Jean Bartik – born 27 December 1924; died on this day, 23 March 2011

Born in Missouri USA in December 1924 to a family of teachers in Betty (as she was then known) showed promise in Mathematics, graduating from her high school in the summer of 1941 aged 16 with the highest marks in maths ever seen at her school. She began her degree in Maths and English at her local teachers’ college (which is now Northwest Missouri State University) but everything changed dramatically a few months in when the US became involved in the Second World War. The men (teachers and students) were called up for war service leaving a dwindling department and her studies were paused, resuming only in 1943 when retired professors were brought in to teach; she graduated in January 1945, the only person in her year to graduate in Maths.

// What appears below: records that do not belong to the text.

//! Per-instance binding tables.
//!
//! A binding ties one field name to the effects that read it, plus a dirty
//! flag. Writing the field marks the binding; the next scheduled pass drains
//! every marked binding and runs its effects.

use std::collections::{BTreeMap, HashSet};
use std::rc::Rc;

use super::effect::{Effect, EffectId};

#[derive(Default)]
pub struct Binding {
    changed: bool,
    effects: Vec<Rc<Effect>>,
}

impl Binding {
    pub fn is_changed(&self) -> bool {
        self.changed
    }

    pub fn effects(&self) -> &[Rc<Effect>] {
        &self.effects
    }
}

/// Field name → binding, for one component or fragment.
#[derive(Default)]
pub struct BindingTable {
    bindings: BTreeMap<String, Binding>,
}

impl BindingTable {
    pub fn new() -> Self {
        Self::default()
    }

    pub fn contains(&self, field: &str) -> bool {
        self.bindings.contains_key(field)
    }

    pub fn get(&self, field: &str) -> Option<&Binding> {
        self.bindings.get(field)
    }

    /// Creates an empty binding for `field` if there is none.
    pub fn ensure(&mut self, field: &str) {
        if !self.bindings.contains_key(field) {
            self.bindings.insert(field.to_string(), Binding::default());
        }
    }

    /// Adds an effect to an existing binding. Returns `false` if `field` is
    /// not bound here.
    pub fn add_effect(&mut self, field: &str, effect: Rc<Effect>) -> bool {
        match self.bindings.get_mut(field) {
            Some(binding) => {
                binding.effects.push(effect);
                true
            }
            None => false,
        }
    }

    /// Marks `field` dirty. Returns `false` if `field` is not bound here.
    pub fn mark(&mut self, field: &str) -> bool {
        match self.bindings.get_mut(field) {
            Some(binding) => {
                binding.changed = true;
                true
            }
            None => false,
        }
    }

    pub fn has_changes(&self) -> bool {
        self.bindings.values().any(|binding| binding.changed)
    }

    /// Clears every dirty flag and returns the effects to run, each once,
    /// skipping effects already in `seen`.
    pub fn drain_changed(&mut self, seen: &mut HashSet<EffectId>) -> Vec<Rc<Effect>> {
        let mut effects = Vec::new();
        for binding in self.bindings.values_mut().filter(|binding| binding.changed) {
            binding.changed = false;
            for effect in &binding.effects {
                if seen.insert(effect.id) {
                    effects.push(Rc::clone(effect));
                }
            }
        }
        effects
    }

    pub fn clear_changes(&mut self) {
        for binding in self.bindings.values_mut() {
            binding.changed = false;
        }
    }

    /// Drops every effect, keeping the field names bound.
    pub fn clear_effects(&mut self) {
        for binding in self.bindings.values_mut() {
            binding.changed = false;
            binding.effects.clear();
        }
    }

    pub fn fields(&self) -> impl Iterator<Item = &str> {
        self.bindings.keys().map(String::as_str)
    }

    /// Total number of registered effects across fields.
    pub fn effect_count(&self) -> usize {
        self.bindings.values().map(|binding| binding.effects.len()).sum()
    }
}
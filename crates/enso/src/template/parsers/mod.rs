//! Directive parsers.
//!
//! A [`DirectiveParser`] handles one kind of template syntax in two phases:
//!
//! 1. **preprocess** (compile time, once per template): inspect a template
//!    node, strip the directive syntax from it and record what is needed in
//!    the node's [`NodeDefinition`]. Returning `true` claims the node.
//! 2. **process** (runtime, once per instance): given the definition and the
//!    live copy of the node, install effects, listeners and references.
//!
//! Parsers are registered on a [`Registry`](super::Registry) either as node
//! parsers (text nodes and `*` directives, which claim the whole node) or as
//! attribute parsers (offered each attribute of an element in turn).
//!
//! | Parser | Kind | Syntax |
//! |--------|------|--------|
//! | [`TextParser`] | node | `{{ expr }}` in text |
//! | [`ConditionalParser`] | node | `*if="…"` |
//! | [`ReferenceParser`] | attribute | `#name` |
//! | [`EventParser`] | attribute | `@event="…"` |
//! | [`AttributeParser`] | attribute | `:name="…"` |

mod attribute;
mod conditional;
mod event;
mod reference;
mod text;

pub use attribute::AttributeParser;
pub use conditional::ConditionalParser;
pub use event::EventParser;
pub use reference::ReferenceParser;
pub use text::TextParser;

use enso_markup::{Attribute, Dom, NodeId};

use super::definition::NodeDefinition;
use super::registry::Registry;
use crate::error::CompileError;
use crate::runtime::ProcessContext;

/// A pluggable strategy for one kind of directive.
pub trait DirectiveParser {
    /// Short identifier used in logs and debug output.
    fn name(&self) -> &str;

    /// Whether this parser handles `node` (and `attribute`, for attribute
    /// parsers or `*` directives).
    fn matches(&self, dom: &Dom, node: NodeId, attribute: Option<&Attribute>) -> bool;

    /// Rewrites the template node and fills `def`. Returns `true` to claim.
    fn preprocess(
        &self,
        cx: &mut CompileContext<'_>,
        def: &mut NodeDefinition,
        node: NodeId,
        attribute: Option<&Attribute>,
    ) -> Result<bool, CompileError>;

    /// Wires the live copy of a claimed node into its instance.
    fn process(&self, def: &NodeDefinition, cx: &mut ProcessContext<'_>, node: NodeId);
}

/// Compile-time access for [`DirectiveParser::preprocess`].
pub struct CompileContext<'a> {
    registry: &'a Registry,
    dom: &'a mut Dom,
    index: usize,
    replacement: Option<NodeId>,
}

impl<'a> CompileContext<'a> {
    pub(crate) fn new(registry: &'a Registry, dom: &'a mut Dom, index: usize) -> Self {
        Self {
            registry,
            dom,
            index,
            replacement: None,
        }
    }

    /// The registry compiling this template, for cached expressions and
    /// nested templates.
    pub fn registry(&self) -> &'a Registry {
        self.registry
    }

    pub fn dom(&self) -> &Dom {
        &*self.dom
    }

    pub fn dom_mut(&mut self) -> &mut Dom {
        &mut *self.dom
    }

    /// Index the definition will receive if the node is claimed.
    pub fn index(&self) -> usize {
        self.index
    }

    /// Swaps `node` for `replacement` in the template. The marker then goes
    /// on the replacement, and the compiler does not descend into `node`.
    pub fn replace_node(&mut self, node: NodeId, replacement: NodeId) -> bool {
        let replaced = self.dom.replace_with(node, replacement);
        if replaced {
            self.replacement = Some(replacement);
        }
        replaced
    }

    pub(crate) fn replacement(&self) -> Option<NodeId> {
        self.replacement
    }
}

/// Directive name of an attribute: the prefix stripped and lowercased.
pub(crate) fn attribute_name(attribute: &Attribute) -> String {
    attribute
        .name
        .chars()
        .skip(1)
        .collect::<String>()
        .to_ascii_lowercase()
}

pub(crate) fn has_prefix(attribute: Option<&Attribute>, prefix: char) -> bool {
    attribute.is_some_and(|attr| attr.name.starts_with(prefix) && attr.name.len() > 1)
}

Although her family encouraged her to become a local maths teacher she decided to seek more distant adventures. The University of Pennsylvania in Philadelphia (~1,000 miles away) had put out a call for people with maths skills to help with the war effort, she applied and was accepted. Along with over 80 other women she was employed to calculate, using advanced maths including differential calculus equations, accurate trajectories of bullets and bombs (ballistics) for the military. She and her colleagues were ‘human computers’ (people who did calculations before the word meant what it does today) creating range tables, columns of information that told the US army where they should point their guns to be sure of hitting their targets. This was complex work that had to take account of weather conditions as well as more obvious things like distance and size of the gun barrel.

Even with 80-100 women working on every possible combination of gun size and angle it still took over a week to generate one data table so the US Army was obviously keen to speed things up as much as possible. They had previously given funding in 1943 to John Mauchly (a physicist) and John Presper Eckert (an electrical engineer) to build a programmable electronic calculator – ENIAC – which would automate the calculations and give them a huge speed advantage. By 1945 the enormous new machine, which took up a room (as computers tended to do in those days) consisted of several thousand vacuum tubes, weighed 30 tonnes and was held together with several million soldered joints. It would be programmed with punched cards with holes punched at different positions in each card allowing a current to pass (or not pass, if no hole present) through a particular set of cables connected through a plugboard (like old-fashioned telephone exchanges). 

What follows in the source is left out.